What to do: Please return, with no alterations, the lines below from the very first through the one that contains "inputs, and form".

[Collection entries]
****************************************

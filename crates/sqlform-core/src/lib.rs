//! Core types and contracts for SQLForm Rust.
//!
//! `sqlform-core` is the **foundation layer** for the entire ecosystem. It
//! defines the data types and contracts that the reflection, form, and graph
//! crates build on.
//!
//! # Role In The Architecture
//!
//! - **Contract layer**: `MapperDef` and its parts are the narrow inspection
//!   surface the host persistence layer fulfills; `MapperRegistry` delivers
//!   them plus the configuration events the metadata cache subscribes to.
//! - **Data model**: `Value`, `LogicalType`, and the `Entity` instance model
//!   represent runtime attribute state shared across every layer.
//! - **Validation plumbing**: `ValidationError` trees, the accumulating
//!   `ValidationErrors`, validator callables, and logical-type coercion.
//!
//! # Who Uses This Crate
//!
//! - `sqlform-meta` builds cached descriptors over `MapperDef`.
//! - `sqlform-forms` consumes descriptors and `Value` to synthesize fields.
//! - `sqlform-graph` walks `Entity` graphs using coercion and identity keys.
//!
//! Most applications should use the `sqlform` facade; reach for
//! `sqlform-core` directly when adapting a persistence layer.

pub mod coerce;
pub mod error;
pub mod instance;
pub mod mapper;
pub mod registry;
pub mod types;
pub mod validators;
pub mod value;
pub mod widget;

pub use coerce::{coerce, parse_duration};
pub use error::{
    Error, ErrorMessage, NON_FIELD_ERRORS, Result, ValidationError, ValidationErrors,
};
pub use instance::{CompositeValue, Entity, EntityRef, RelationValue};
pub use mapper::{
    ColumnDef, CompositeCleanHook, CompositeDef, DefaultValue, EntityKey, ForeignKeyDef,
    InstanceCleanHook, MapperDef, RelationDef, RelationKind, TableDef,
};
pub use registry::MapperRegistry;
pub use types::{EnumDef, EnumTypeDef, EnumVariant, LogicalType};
pub use validators::{Validator, matches_pattern};
pub use value::Value;
pub use widget::Widget;
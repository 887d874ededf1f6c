//! Dynamic scalar values.
//!
//! `Value` is the runtime representation of every persisted scalar in the
//! adapter layer. Attribute maps, identity keys, validator inputs, and form
//! cleaning all traffic in `Value`.

use std::fmt;
use std::hash::{Hash, Hasher};

/// A dynamically-typed scalar value.
///
/// Temporal variants carry canonical ISO-8601 strings (`2024-01-31`,
/// `13:05:00`, `2024-01-31T13:05:00`). `Decimal` carries the exact decimal
/// digits as text. `Duration` carries whole microseconds.
///
/// # Example
///
/// ```
/// use sqlform_core::value::Value;
///
/// let v = Value::Text("alice".to_string());
/// assert_eq!(v.as_str(), Some("alice"));
/// assert!(!v.is_blank());
/// assert!(Value::Null.is_blank());
/// ```
#[derive(Debug, Clone)]
pub enum Value {
    /// SQL NULL / absent value.
    Null,
    /// Boolean.
    Bool(bool),
    /// Signed integer (covers small/regular/big integer columns).
    Int(i64),
    /// Double-precision float.
    Float(f64),
    /// Exact decimal, stored as its canonical string form.
    Decimal(String),
    /// Text / varchar.
    Text(String),
    /// Raw bytes.
    Bytes(Vec<u8>),
    /// Calendar date, ISO-8601 (`YYYY-MM-DD`).
    Date(String),
    /// Time of day, ISO-8601 (`HH:MM:SS`).
    Time(String),
    /// Date and time, ISO-8601 (`YYYY-MM-DDTHH:MM:SS`).
    DateTime(String),
    /// Elapsed time in whole microseconds.
    Duration(i64),
    /// UUID in canonical hyphenated form.
    Uuid(String),
    /// Arbitrary JSON document.
    Json(serde_json::Value),
    /// Homogeneous array of values.
    Array(Vec<Value>),
}

impl Value {
    /// Whether this is `Null`.
    #[must_use]
    pub const fn is_null(&self) -> bool {
        matches!(self, Value::Null)
    }

    /// Whether this value is blank: `Null`, or text that is empty after
    /// trimming whitespace.
    #[must_use]
    pub fn is_blank(&self) -> bool {
        match self {
            Value::Null => true,
            Value::Text(s) => s.trim().is_empty(),
            _ => false,
        }
    }

    /// Borrow the inner string for text-like variants.
    #[must_use]
    pub fn as_str(&self) -> Option<&str> {
        match self {
            Value::Text(s)
            | Value::Decimal(s)
            | Value::Date(s)
            | Value::Time(s)
            | Value::DateTime(s)
            | Value::Uuid(s) => Some(s),
            _ => None,
        }
    }

    /// Extract an integer if this is an `Int`.
    #[must_use]
    pub const fn as_int(&self) -> Option<i64> {
        match self {
            Value::Int(i) => Some(*i),
            _ => None,
        }
    }

    /// Extract a float, widening `Int` when needed.
    #[must_use]
    pub const fn as_float(&self) -> Option<f64> {
        match self {
            Value::Float(f) => Some(*f),
            Value::Int(i) => Some(*i as f64),
            _ => None,
        }
    }

    /// Extract a boolean if this is a `Bool`.
    #[must_use]
    pub const fn as_bool(&self) -> Option<bool> {
        match self {
            Value::Bool(b) => Some(*b),
            _ => None,
        }
    }

    /// Short name of the variant, for error messages.
    #[must_use]
    pub const fn type_name(&self) -> &'static str {
        match self {
            Value::Null => "null",
            Value::Bool(_) => "bool",
            Value::Int(_) => "int",
            Value::Float(_) => "float",
            Value::Decimal(_) => "decimal",
            Value::Text(_) => "text",
            Value::Bytes(_) => "bytes",
            Value::Date(_) => "date",
            Value::Time(_) => "time",
            Value::DateTime(_) => "datetime",
            Value::Duration(_) => "duration",
            Value::Uuid(_) => "uuid",
            Value::Json(_) => "json",
            Value::Array(_) => "array",
        }
    }

    /// Convert into a plain JSON value.
    ///
    /// `Float` NaN/infinities become JSON null (JSON has no representation
    /// for them). `Bytes` become an array of numbers.
    #[must_use]
    pub fn to_json(&self) -> serde_json::Value {
        match self {
            Value::Null => serde_json::Value::Null,
            Value::Bool(b) => serde_json::Value::Bool(*b),
            Value::Int(i) => serde_json::Value::Number((*i).into()),
            Value::Float(f) => serde_json::Number::from_f64(*f)
                .map_or(serde_json::Value::Null, serde_json::Value::Number),
            Value::Decimal(s)
            | Value::Text(s)
            | Value::Date(s)
            | Value::Time(s)
            | Value::DateTime(s)
            | Value::Uuid(s) => serde_json::Value::String(s.clone()),
            Value::Bytes(b) => {
                serde_json::Value::Array(b.iter().map(|x| serde_json::Value::from(*x)).collect())
            }
            Value::Duration(micros) => serde_json::Value::Number((*micros).into()),
            Value::Json(j) => j.clone(),
            Value::Array(items) => {
                serde_json::Value::Array(items.iter().map(Value::to_json).collect())
            }
        }
    }

    /// Build a `Value` from a JSON value without consulting a column type.
    ///
    /// Strings become `Text`, numbers become `Int` or `Float`, nested
    /// structures become `Array`/`Json`. Type-aware conversion lives in
    /// the coercion module.
    #[must_use]
    pub fn from_json(json: &serde_json::Value) -> Self {
        match json {
            serde_json::Value::Null => Value::Null,
            serde_json::Value::Bool(b) => Value::Bool(*b),
            serde_json::Value::Number(n) => n
                .as_i64()
                .map(Value::Int)
                .or_else(|| n.as_f64().map(Value::Float))
                .unwrap_or(Value::Null),
            serde_json::Value::String(s) => Value::Text(s.clone()),
            serde_json::Value::Array(items) => {
                Value::Array(items.iter().map(Value::from_json).collect())
            }
            serde_json::Value::Object(_) => Value::Json(json.clone()),
        }
    }
}

impl PartialEq for Value {
    fn eq(&self, other: &Self) -> bool {
        match (self, other) {
            (Value::Null, Value::Null) => true,
            (Value::Bool(a), Value::Bool(b)) => a == b,
            (Value::Int(a), Value::Int(b)) => a == b,
            // Bitwise float comparison so values can back Eq/Hash.
            (Value::Float(a), Value::Float(b)) => a.to_bits() == b.to_bits(),
            (Value::Decimal(a), Value::Decimal(b))
            | (Value::Text(a), Value::Text(b))
            | (Value::Date(a), Value::Date(b))
            | (Value::Time(a), Value::Time(b))
            | (Value::DateTime(a), Value::DateTime(b))
            | (Value::Uuid(a), Value::Uuid(b)) => a == b,
            (Value::Bytes(a), Value::Bytes(b)) => a == b,
            (Value::Duration(a), Value::Duration(b)) => a == b,
            (Value::Json(a), Value::Json(b)) => a == b,
            (Value::Array(a), Value::Array(b)) => a == b,
            _ => false,
        }
    }
}

impl Eq for Value {}

impl Hash for Value {
    fn hash<H: Hasher>(&self, state: &mut H) {
        // Variant tag first so e.g. Int(0) and Bool(false) never collide.
        match self {
            Value::Null => 0u8.hash(state),
            Value::Bool(b) => {
                1u8.hash(state);
                b.hash(state);
            }
            Value::Int(i) => {
                2u8.hash(state);
                i.hash(state);
            }
            Value::Float(f) => {
                3u8.hash(state);
                f.to_bits().hash(state);
            }
            Value::Decimal(s) => {
                4u8.hash(state);
                s.hash(state);
            }
            Value::Text(s) => {
                5u8.hash(state);
                s.hash(state);
            }
            Value::Bytes(b) => {
                6u8.hash(state);
                b.hash(state);
            }
            Value::Date(s) => {
                7u8.hash(state);
                s.hash(state);
            }
            Value::Time(s) => {
                8u8.hash(state);
                s.hash(state);
            }
            Value::DateTime(s) => {
                9u8.hash(state);
                s.hash(state);
            }
            Value::Duration(micros) => {
                10u8.hash(state);
                micros.hash(state);
            }
            Value::Uuid(s) => {
                11u8.hash(state);
                s.hash(state);
            }
            Value::Json(j) => {
                12u8.hash(state);
                j.to_string().hash(state);
            }
            Value::Array(items) => {
                13u8.hash(state);
                for item in items {
                    item.hash(state);
                }
            }
        }
    }
}

impl fmt::Display for Value {
    fn fmt(&self, f: &mut fmt::Formatter<'_>) -> fmt::Result {
        match self {
            Value::Null => write!(f, ""),
            Value::Bool(b) => write!(f, "{b}"),
            Value::Int(i) => write!(f, "{i}"),
            Value::Float(x) => write!(f, "{x}"),
            Value::Decimal(s)
            | Value::Text(s)
            | Value::Date(s)
            | Value::Time(s)
            | Value::DateTime(s)
            | Value::Uuid(s) => write!(f, "{s}"),
            Value::Bytes(b) => write!(f, "<{} bytes>", b.len()),
            Value::Duration(micros) => write!(f, "{micros}us"),
            Value::Json(j) => write!(f, "{j}"),
            Value::Array(items) => {
                write!(f, "[")?;
                for (i, item) in items.iter().enumerate() {
                    if i > 0 {
                        write!(f, ", ")?;
                    }
                    write!(f, "{item}")?;
                }
                write!(f, "]")
            }
        }
    }
}

impl serde::Serialize for Value {
    fn serialize<S: serde::Serializer>(&self, serializer: S) -> Result<S::Ok, S::Error> {
        self.to_json().serialize(serializer)
    }
}

impl From<bool> for Value {
    fn from(b: bool) -> Self {
        Value::Bool(b)
    }
}

impl From<i64> for Value {
    fn from(i: i64) -> Self {
        Value::Int(i)
    }
}

impl From<i32> for Value {
    fn from(i: i32) -> Self {
        Value::Int(i64::from(i))
    }
}

impl From<f64> for Value {
    fn from(f: f64) -> Self {
        Value::Float(f)
    }
}

impl From<&str> for Value {
    fn from(s: &str) -> Self {
        Value::Text(s.to_string())
    }
}

impl From<String> for Value {
    fn from(s: String) -> Self {
        Value::Text(s)
    }
}

#[cfg(test)]
mod tests {
    use super::*;
    use std::collections::hash_map::DefaultHasher;

    fn hash_of(v: &Value) -> u64 {
        let mut hasher = DefaultHasher::new();
        v.hash(&mut hasher);
        hasher.finish()
    }

    #[test]
    fn test_blankness() {
        assert!(Value::Null.is_blank());
        assert!(Value::Text(String::new()).is_blank());
        assert!(Value::Text("   ".to_string()).is_blank());
        assert!(!Value::Text("x".to_string()).is_blank());
        assert!(!Value::Int(0).is_blank());
        assert!(!Value::Bool(false).is_blank());
    }

    #[test]
    fn test_float_equality_is_bitwise() {
        assert_eq!(Value::Float(1.5), Value::Float(1.5));
        assert_eq!(Value::Float(f64::NAN), Value::Float(f64::NAN));
        assert_ne!(Value::Float(0.0), Value::Float(-0.0));
    }

    #[test]
    fn test_hash_distinguishes_variants() {
        assert_ne!(hash_of(&Value::Int(0)), hash_of(&Value::Bool(false)));
        assert_ne!(
            hash_of(&Value::Text("1".to_string())),
            hash_of(&Value::Decimal("1".to_string()))
        );
        assert_eq!(hash_of(&Value::Int(42)), hash_of(&Value::Int(42)));
    }

    #[test]
    fn test_json_round_trip() {
        let v = Value::Array(vec![
            Value::Int(1),
            Value::Text("two".to_string()),
            Value::Null,
        ]);
        let json = v.to_json();
        assert_eq!(Value::from_json(&json), v);
    }

    #[test]
    fn test_nan_float_serializes_as_null() {
        assert_eq!(Value::Float(f64::NAN).to_json(), serde_json::Value::Null);
    }

    #[test]
    fn test_display() {
        assert_eq!(Value::Int(7).to_string(), "7");
        assert_eq!(Value::Text("hi".to_string()).to_string(), "hi");
        assert_eq!(Value::Null.to_string(), "");
    }
}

****************************************

Exercise solution:
filename crates/sqlform-core/src/lib.rs
//! Core types and contracts for SQLForm Rust.
//!
//! `sqlform-core` is the **foundation layer** for the entire ecosystem. It
//! defines the data types and contracts that the reflection, form, and graph
//! crates build on.
//!
//! # Role In The Architecture
//!
//! - **Contract layer**: `MapperDef` and its parts are the narrow inspection
//!   surface the host persistence layer fulfills; `MapperRegistry` delivers
//!   them plus the configuration events the metadata cache subscribes to.
//! - **Data model**: `Value`, `LogicalType`, and the `Entity` instance model
//!   represent runtime attribute state shared across every layer.
//! - **Validation plumbing**: `ValidationError` trees, the accumulating
//!   `ValidationErrors`, validator callables, and logical-type coercion.
//!
//! # Who Uses This Crate
//!
//! - `sqlform-meta` builds cached descriptors over `MapperDef`.
//! - `sqlform-forms` consumes descriptors and `Value` to synthesize fields.
//! - `sqlform-graph` walks `Entity` graphs using coercion and identity keys.
//!
//! Most applications should use the `sqlform` facade; reach for
//! `sqlform-core` directly when adapting a persistence layer.

pub mod coerce;
pub mod error;
pub mod instance;
pub mod mapper;
pub mod registry;
pub mod types;
pub mod validators;
pub mod value;
pub mod widget;

pub use coerce::{coerce, parse_duration};
pub use error::{
    Error, ErrorMessage, NON_FIELD_ERRORS, Result, ValidationError, ValidationErrors,
};
pub use instance::{CompositeValue, Entity, EntityRef, RelationValue};
pub use mapper::{
    ColumnDef, CompositeCleanHook, CompositeDef, DefaultValue, EntityKey, ForeignKeyDef,
    InstanceCleanHook, MapperDef, RelationDef, RelationKind, TableDef,
};
pub use registry::MapperRegistry;
pub use types::{EnumDef, EnumTypeDef, EnumVariant, LogicalType};
pub use validators::{Validator, matches_pattern};
pub use value::Value;
pub use widget::Widget;
repository 887d874ededf1f6c
//! Dynamic scalar values.
//!
//! `Value` is the runtime representation of every persisted scalar in the
//! adapter layer. Attribute maps, identity keys, validator inputs, and form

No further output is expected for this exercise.